Oppenheimer sketches the various schisms that took place among Trotsky’s American groupuscules, noting that the Trotskyists tried to cloak weakness as strength—“Internal factional fights weren’t a waste of energy; they were a ridding of the party of reactionary toxins. . . . That was how one prepared for the acquisition of power.” With the signing of the 1939 Molotov-Ribbentrop pact, however, doubts began to set in. In 1940 Burnham resigned from the movement. Trotsky fulminated in a series of open letters about his apostasies and defended the Soviet Union as a workers’ state that could, with the right leadership, stand up to capitalism. Meanwhile, Burnham had embarked upon a new intellectual odyssey: he ended up a founding member of National Review by the 1950s, where he propounded a militant anticommunism that laid the intellectual foundations for the Reagan doctrine of trying to topple the Soviet Union. How far removed was his new crusade from his former one? In many ways, Burnham was what might be called a premature neoconservative.

 

ONE OF Reagan’s most prominent critics was Norman Podhoretz who in 1983 announced “appeasement by any other name” in Commentary, the magazine he edited for decades. Reagan, he appeared to suggest, should have gone mano a mano with the Kremlin after the imposition of martial law by General Wojciech Jaruzelski in Poland in 1982. Oppenheimer explores the frosty reception that Podhoretz’s memoir Making It received from the New York intellectuals, including his close friend Norman Mailer. “An apologist for fame,” wrote Stanley Kauffmann, “should be a better judge of it.” Podhoretz had flirted with the left during the 1960s. Oppenheimer suggests that an aggrieved Podhoretz retroactively transmuted the cutting reviews his book had received from social slights into political warfare. His book had been trashed because it challenged regnant liberal pieties. “What emerged for me was clarity,” he told Oppenheimer. “Clarity is courage. There were truths that had to be articulated and defended, and they weren’t, to use Lionel [Trilling]’s favorite word, complicated. Everything was simple.” Or simplistic. At a minimum, the stridency of Podhoretz, his apodictic foreign-policy pronouncements of a Third World War (the title, incidentally, of Burnham’s column in National Review), seem reminiscent of the moral absolutes of the left, transferred to the right.

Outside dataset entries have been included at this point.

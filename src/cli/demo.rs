//! CLI command for the built-in reference problem.

use crate::cli::output::{RunSummary, render};
use crate::cli::{CliError, OutputFormat};
use grove::Population;
use grove::problem;

/// Execute the demo command.
///
/// # Errors
///
/// Returns an error if evolution fails.
pub(crate) fn execute(
    seed: Option<u64>,
    format: OutputFormat,
    quiet: bool,
) -> Result<(), CliError> {
    let seed = seed.unwrap_or(problem::DEFAULT_SEED);
    let (inputs, targets) = problem::data();
    let mut config = problem::config();
    config.verbose = !quiet;

    let mut population = Population::new(problem::primitives()?, seed);
    let stats = population.evolve(&config, &problem::scorer(), inputs.view(), Some(&targets))?;

    let best = population.best_fit(&problem::scorer(), inputs.view(), Some(&targets))?;
    let summary = RunSummary::new(seed, &stats, &population, best);
    println!("{}", render(&summary, format)?);

    Ok(())
}
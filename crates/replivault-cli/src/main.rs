//! Replivault - backup coordination scenario driver

use anyhow::Context;
use clap::Parser;
use replivault_cli::{run_scenario, RunnerOptions, Scenario};
use std::path::PathBuf;
use tracing_subscriber::{layer::SubscriberExt, util::SubscriberInitExt};

#[derive(Parser, Debug)]
#[command(name = "replivault")]
#[command(about = "Play a backup coordination scenario against an in-memory ledger")]
#[command(version)]
struct Args {
    /// Path to the scenario JSON file
    scenario: PathBuf,

    /// Block height of the first step
    #[arg(long, default_value = "1", env = "REPLIVAULT_START_BLOCK")]
    start_block: u64,

    /// Height increment between consecutive steps
    #[arg(long, default_value = "1", env = "REPLIVAULT_BLOCK_STEP")]
    block_step: u64,

    /// Print the final ledger state as JSON
    #[arg(long)]
    dump: bool,

    /// Enable debug logging
    #[arg(short, long, env = "REPLIVAULT_DEBUG")]
    debug: bool,
}

fn main() -> anyhow::Result<()> {
    // Load .env file if present
    dotenvy::dotenv().ok();

    let args = Args::parse();

    // Setup logging
    let log_level = if args.debug { "debug" } else { "info" };
    tracing_subscriber::registry()
        .with(
            tracing_subscriber::EnvFilter::try_from_default_env()
                .unwrap_or_else(|_| format!("replivault={log_level},replivault_core={log_level}").into()),
        )
        .with(tracing_subscriber::fmt::layer())
        .init();

    let raw = std::fs::read_to_string(&args.scenario)
        .with_context(|| format!("reading scenario {}", args.scenario.display()))?;
    let scenario: Scenario = serde_json::from_str(&raw)
        .with_context(|| format!("parsing scenario {}", args.scenario.display()))?;

    tracing::info!(
        steps = scenario.steps.len(),
        owner = %scenario.owner,
        "running scenario"
    );

    let options = RunnerOptions {
        start_block: args.start_block,
        block_step: args.block_step,
    };
    let report = run_scenario(&scenario, &options);

    if args.dump {
        println!("{}", serde_json::to_string_pretty(&report.snapshot)?);
    }

    tracing::info!(passed = report.passed, failed = report.failed, "scenario finished");
    if !report.success() {
        anyhow::bail!("{} of {} steps did not match expectations", report.failed, report.passed + report.failed);
    }
    Ok(())
}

Things come full circle in Oppenheimer’s account with his portraits of David Horowitz and Christopher Hitchens. Horowitz belonged to an older generation than Hitchens. He was the enfant terrible of the 1960s, who, under the influence of Isaac Deutscher, sought to revive the Trotskyist credo, both as an activist and in books such as Free World Colossus, which blamed the United States for the inauguration of the Cold War. Horowitz, a red-diaper baby par excellence (his parents were lifelong communists), was an editor at Ramparts and boosted various radical causes, including the Black Panthers. His personal crisis came when Betty Van Patter, a Bay Area leftist whom he recommended to the Panthers as an accountant, disappeared. According to Oppenheimer, “The murder would never officially be solved, but Horowitz quickly would come to believe—and later evidence would support this belief—that the Panthers had done it.” Horowitz began his decade-long migration to the right, which ended up with him voting for Ronald Reagan in 1984 and warning against the Muslim threat on his website FrontPage.